- Task
Up to and including the line that contains "pub fn new()", write out each line of the material from its first line, exactly.

- Dataset records

╭──

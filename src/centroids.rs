use crate::primitive::Primitive;

/// Current set of cluster centers, stored row-major:
/// `[<centroid0>,<centroid1>,...]`, `k` rows of `dims` values.
///
/// A centroid has no identity beyond its row index. The set is rebuilt
/// by the initializer and mutated in place by the update step.
#[derive(Clone, Debug)]
pub(crate) struct CentroidSet<T: Primitive> {
    values: Vec<T>,
    dims: usize,
}

impl<T: Primitive> CentroidSet<T> {
    pub fn new() -> Self {
        Self { values: Vec::new(), dims: 0 }
    }

    /// Number of centroids.
    pub fn len(&self) -> usize {
        if self.dims == 0 { 0 } else { self.values.len() / self.dims }
    }

    pub fn is_empty(&self) -> bool {
        self.values.is_empty()
    }

    pub fn values(&self) -> &[T] {
        &self.values
    }

    pub fn row(&self, idx: usize) -> &[T] {
        &self.values[idx * self.dims..(idx + 1) * self.dims]
    }

    /// Iterator over the centroid rows. Must not be called on an empty set.
    pub fn rows(&self) -> std::slice::ChunksExact<'_, T> {
        debug_assert!(self.dims > 0);
        self.values.chunks_exact(self.dims)
    }

    /// Discards the previous collection and allocates `k` zeroed
    /// centroids of `dims` dimensions.
    pub fn reset(&mut self, k: usize, dims: usize) {
        self.values = vec![T::zero(); k * dims];
        self.dims = dims;
    }

    /// Overwrites centroid `idx` with the first `dims` values of `src`.
    pub fn set_from_iter(&mut self, idx: usize, src: impl Iterator<Item = T>) {
        self.values
            .iter_mut()
            .skip(self.dims * idx)
            .take(self.dims)
            .zip(src)
            .for_each(|(c, s)| *c = s);
    }
}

╰──

- Completed exercise
filename src/centroids.rs
use crate::primitive::Primitive;

/// Current set of cluster centers, stored row-major:
/// `[<centroid0>,<centroid1>,...]`, `k` rows of `dims` values.
///
/// A centroid has no identity beyond its row index. The set is rebuilt
/// by the initializer and mutated in place by the update step.
#[derive(Clone, Debug)]
pub(crate) struct CentroidSet<T: Primitive> {
    values: Vec<T>,
    dims: usize,
}

impl<T: Primitive> CentroidSet<T> {
    pub fn new() -> Self {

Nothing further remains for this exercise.